LUMINESCENCE STUDIES ON FORMYCIN, ITS AGLYCONE, AND THEIR N‐METHYL DERIVATIVES: TAUTOMERISM, SITES OF PROTONATION AND PHOTOTAUTOMERISM

Abstract— A detailed study has been made of the luminescence spectra of 3‐β‐ d ‐ribofuranosyl‐7‐amino‐pyrazolo(4,3‐d)pyrimidine (formycin A), 3‐propyl‐7‐aminopyrazolo(4,3‐d)pyrimidine (7APP), and their various N‐methyl derivatives, at room temperature and in methanol‐water glasses at 77 K. Comparisons of the foregoing, together with the observed dependence of the emission spectra of formycin and 7APP on excitation wavelength, demonstrated that these consist of two tautomeric species, N(1)H and N(2)H, both of which emit at 300 and 77 K. The two tautomers may be distinguished by the location of the emission maxima, especially for phosphorescence, and quantum yields for emission.

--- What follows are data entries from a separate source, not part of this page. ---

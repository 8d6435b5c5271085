//! The clock servo: one-way-delay/offset filters, PI controller, and the
//! step-vs-slew policy (`spec.md` §4.6).

mod filter;
mod pi;

pub use filter::{OffsetFilter, OneWayDelayFilter};
pub use pi::{PiController, ADJ_FREQ_MAX};

use crate::time::TimeInternal;

/// One second, the hard-coded step threshold of `spec.md` §4.6.
const STEP_THRESHOLD_NANOS: i64 = 1_000_000_000;

/// Configuration consumed by the servo (`spec.md` §6).
#[derive(Debug, Clone, Copy, PartialEq, Eq)]
pub struct ServoConfig {
    pub ap: i16,
    pub ai: i16,
    pub s: i16,
    pub no_adjust: bool,
    pub no_reset_clock: bool,
    pub max_reset_nanos: i64,
    pub max_delay_nanos: i64,
}

impl Default for ServoConfig {
    fn default() -> Self {
        Self {
            ap: 10,
            ai: 1000,
            s: 6,
            no_adjust: false,
            no_reset_clock: false,
            max_reset_nanos: 2_000_000_000,
            max_delay_nanos: 1_000_000_000,
        }
    }
}

/// A fully-resolved two-way exchange (`spec.md` §4.5's E2E timestamps).
#[derive(Debug, Clone, Copy, PartialEq, Eq)]
pub struct E2eSample {
    pub t1: TimeInternal,
    pub t2: TimeInternal,
    pub t3: TimeInternal,
    pub t4: TimeInternal,
    /// Sum of the Sync and Delay_Resp `correctionField`s, already decoded
    /// from scaled nanoseconds.
    pub correction: TimeInternal,
}

/// The two quantities the offset computation in `spec.md` §4.6 produces,
/// before filtering.
#[derive(Debug, Clone, Copy, PartialEq, Eq)]
pub struct RawOffsetSample {
    pub offset_from_master: TimeInternal,
    pub mean_path_delay: TimeInternal,
}

/// Compute the raw (pre-filter) offset and mean path delay from a matched
/// t1..t4 quadruple (`spec.md` §4.6, testable property 4).
pub fn compute_e2e_offset(sample: E2eSample) -> RawOffsetSample {
    let master_to_slave = sample.t2 - sample.t1 - sample.correction;
    let slave_to_master = sample.t4 - sample.t3;

    RawOffsetSample {
        offset_from_master: (master_to_slave - slave_to_master).half(),
        mean_path_delay: (master_to_slave + slave_to_master).half(),
    }
}

/// Compute peer (P2P) mean path delay from a PDelay exchange (`spec.md`
/// §4.5, scenario S6): `((t4-t1) - (t3-t2)) / 2`.
pub fn compute_peer_mean_path_delay(
    t1: TimeInternal,
    t2: TimeInternal,
    t3: TimeInternal,
    t4: TimeInternal,
) -> TimeInternal {
    ((t4 - t1) - (t3 - t2)).half()
}

/// Compute offset-from-master for a port using the P2P delay mechanism.
///
/// Unlike E2E, a P2P port never exchanges Delay_Req/Delay_Resp with the
/// master: `peerMeanPathDelay` is already known from the independent
/// PDelay exchange with the adjacent link partner, so a single Sync/Follow_Up
/// pair is enough: `offsetFromMaster = t2 - t1 - correction - peerMeanPathDelay`.
pub fn compute_p2p_offset(
    t1: TimeInternal,
    t2: TimeInternal,
    correction: TimeInternal,
    peer_mean_path_delay: TimeInternal,
) -> TimeInternal {
    t2 - t1 - correction - peer_mean_path_delay
}

/// What the servo decided to do with a sample, handed to the orchestrator so
/// it can drive the `Clock` collaborator (`spec.md` §6).
#[derive(Debug, Clone, Copy, PartialEq, Eq)]
pub enum ServoAction {
    /// Slew: steer frequency by this many ppb.
    Slew { frequency_adjustment_ppb: i32 },
    /// Step: set the clock directly by this offset; caller must also reset
    /// port state to UNCALIBRATED and restart qualification.
    Step { offset: TimeInternal },
    /// The sample was a transient outlier (`|offset| > maxReset` and
    /// stepping wasn't applicable); discarded without touching the clock.
    Discard,
    /// `noAdjust` is set: the offset was computed but no adjustment applied.
    NoOp,
}

/// The servo's filter and controller state, owned by the port
/// (`spec.md` §3: `PtpClock`'s `one_way_delay_filter`,
/// `offset_from_master_filter`, `observed_drift`).
#[derive(Debug, Clone, Copy, PartialEq, Eq, Default)]
pub struct Servo {
    one_way_delay_filter: OneWayDelayFilter,
    offset_filter: OffsetFilter,
    pi: PiController,
}

impl Servo {
    pub fn new() -> Self {
        Self::default()
    }

    pub fn one_way_delay(&self) -> i32 {
        self.one_way_delay_filter.output()
    }

    pub fn filtered_offset(&self) -> i32 {
        self.offset_filter.output()
    }

    pub fn observed_drift(&self) -> i32 {
        self.pi.observed_drift()
    }

    /// Cancellation: a state change out of SLAVE stops all servo activity
    /// and clears filter state (`spec.md` §4.6).
    pub fn reset(&mut self) {
        self.one_way_delay_filter.reset();
        self.offset_filter.reset();
        self.pi.reset();
    }

    /// Feed a peer-delay sample into the one-way-delay filter only (P2P mode
    /// has no offset-from-master of its own; that still comes from Sync).
    pub fn feed_peer_delay(&mut self, peer_mean_path_delay: TimeInternal, config: &ServoConfig) -> i32 {
        self.one_way_delay_filter
            .feed(peer_mean_path_delay.total_nanos() as i32, config.s)
    }

    /// Feed a raw E2E sample through both filters and the PI controller,
    /// returning the action the orchestrator should take and the filtered
    /// mean path delay to store in the current data set.
    pub fn handle_e2e_sample(
        &mut self,
        raw: RawOffsetSample,
        config: &ServoConfig,
        max_adjustment: i32,
    ) -> (ServoAction, i32) {
        let (action, _) = self.apply_offset(raw.offset_from_master, config, max_adjustment);
        let filtered_delay = match action {
            ServoAction::Slew { .. } => self
                .one_way_delay_filter
                .feed(raw.mean_path_delay.total_nanos() as i32, config.s),
            _ => self.one_way_delay_filter.output(),
        };
        (action, filtered_delay)
    }

    /// Feed a P2P offset-from-master sample (`spec.md` §4.5): the mean path
    /// delay it needs is already known from the independent PDelay exchange,
    /// so only the offset/PI half of [`Self::handle_e2e_sample`] applies.
    pub fn handle_p2p_offset(
        &mut self,
        offset_from_master: TimeInternal,
        config: &ServoConfig,
        max_adjustment: i32,
    ) -> ServoAction {
        self.apply_offset(offset_from_master, config, max_adjustment).0
    }

    /// Shared step-vs-slew policy and PI update (`spec.md` §4.6), common to
    /// both delay mechanisms once an offset-from-master sample is in hand.
    fn apply_offset(
        &mut self,
        offset_from_master: TimeInternal,
        config: &ServoConfig,
        max_adjustment: i32,
    ) -> (ServoAction, i32) {
        let offset_nanos = offset_from_master.total_nanos();

        if config.no_adjust {
            return (ServoAction::NoOp, 0);
        }

        if offset_nanos.abs() > STEP_THRESHOLD_NANOS && !config.no_reset_clock {
            self.reset();
            return (
                ServoAction::Step {
                    offset: offset_from_master,
                },
                0,
            );
        }

        if offset_nanos.abs() > config.max_reset_nanos {
            return (ServoAction::Discard, 0);
        }

        let filtered_offset = self.offset_filter.feed(offset_nanos as i32);
        let adjustment = self
            .pi
            .update(filtered_offset, config.ap, config.ai, max_adjustment);

        (
            ServoAction::Slew {
                frequency_adjustment_ppb: adjustment,
            },
            filtered_offset,
        )
    }
}

#[cfg(test)]
mod tests {
    use super::*;

    fn t(seconds: i32, nanos: i32) -> TimeInternal {
        TimeInternal::new(seconds, nanos)
    }

    /// Scenario S1 from `spec.md` §8: offsetFromMaster = 100 ns, meanPathDelay
    /// = 400 ns from the literal timestamps given.
    #[test]
    fn s1_offset_and_mean_path_delay() {
        let sample = E2eSample {
            t1: t(1, 0),
            t2: t(1, 500),
            t3: t(1, 700),
            t4: t(1, 1000),
            correction: TimeInternal::ZERO,
        };
        let raw = compute_e2e_offset(sample);
        assert_eq!(raw.offset_from_master, t(0, 100));
        assert_eq!(raw.mean_path_delay, t(0, 400));
    }

    /// Scenario S6: peer delay = 1000 ns.
    #[test]
    fn s6_peer_mean_path_delay() {
        let t1 = t(0, 0);
        let t2 = t(0, 1_000);
        let t3 = t(0, 2_000);
        let t4 = t(0, 3_000);
        assert_eq!(compute_peer_mean_path_delay(t1, t2, t3, t4), t(0, 1_000));
    }

    #[test]
    fn testable_property_offset_matches_formula_before_filtering() {
        let sample = E2eSample {
            t1: t(0, 0),
            t2: t(0, 50),
            t3: t(0, 60),
            t4: t(0, 130),
            correction: TimeInternal::ZERO,
        };
        let raw = compute_e2e_offset(sample);
        // (t2-t1 - (t4-t3)) / 2 = (50 - 70) / 2 = -10
        assert_eq!(raw.offset_from_master, t(0, -10));
    }

    /// Scenario S3: a 5 s offset with noResetClock=false always steps,
    /// regardless of maxReset.
    #[test]
    fn s3_large_offset_steps_and_resets_filters() {
        let mut servo = Servo::new();
        servo.offset_filter.feed(123); // dirty the filter state first
        let config = ServoConfig {
            max_reset_nanos: 2_000_000_000,
            ..ServoConfig::default()
        };
        let raw = RawOffsetSample {
            offset_from_master: t(5, 0),
            mean_path_delay: t(0, 500),
        };
        let (action, _) = servo.handle_e2e_sample(raw, &config, ADJ_FREQ_MAX);
        assert_eq!(
            action,
            ServoAction::Step {
                offset: t(5, 0)
            }
        );
        assert_eq!(servo.filtered_offset(), 0);
    }

    #[test]
    fn offset_beyond_max_reset_is_discarded_when_stepping_is_disabled() {
        let mut servo = Servo::new();
        let config = ServoConfig {
            no_reset_clock: true,
            max_reset_nanos: 10_000,
            ..ServoConfig::default()
        };
        let raw = RawOffsetSample {
            offset_from_master: t(0, 50_000),
            mean_path_delay: t(0, 500),
        };
        let (action, _) = servo.handle_e2e_sample(raw, &config, ADJ_FREQ_MAX);
        assert_eq!(action, ServoAction::Discard);
    }

    #[test]
    fn no_adjust_computes_without_applying() {
        let mut servo = Servo::new();
        let config = ServoConfig {
            no_adjust: true,
            ..ServoConfig::default()
        };
        let raw = RawOffsetSample {
            offset_from_master: t(0, 100),
            mean_path_delay: t(0, 400),
        };
        let (action, _) = servo.handle_e2e_sample(raw, &config, ADJ_FREQ_MAX);
        assert_eq!(action, ServoAction::NoOp);
        assert_eq!(servo.filtered_offset(), 0);
    }
}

Comparisons of the emission spectra of the protonated forms of 7APP and its N‐methyl derivatives showed that the fluorescence of the cations of 7APP and its N,‐ and N 2 ‐methyl derivatives originates from the forms protonated on N(4). By contrast, the forms protonated on N(6) contribute appreciably to the phosphorescence at 77 K. On the basis of the emission spectra at 77 K, it is concluded that the major tautomeric form of the formycin cation is N(1)H,N(4)H + , but there is also some contribution by the form N(2)H,N(4)H + . In acid medium at room temperature, there is photodissociation of a proton from the pyrazole ring of the formycin cation. This leads to formation in the state S! of the tautomeric species N(4)H, which does not exist in the ground state. This conclusion, similar to that previously reported for the analogous isomeric 4‐aminopyrazolo(3,4‐d)pyrimidines, is derived from a comparison of the fluorescence spectra of the cations of formycin and N 4 ‐methylformycin, which exhibit two bands at 375 and 440 nm, the latter corresponding to the emission of the neutral form of N,i‐methylformycin. The proposed mechanism of phototautomerization is supported by a study of solvent and salt effects.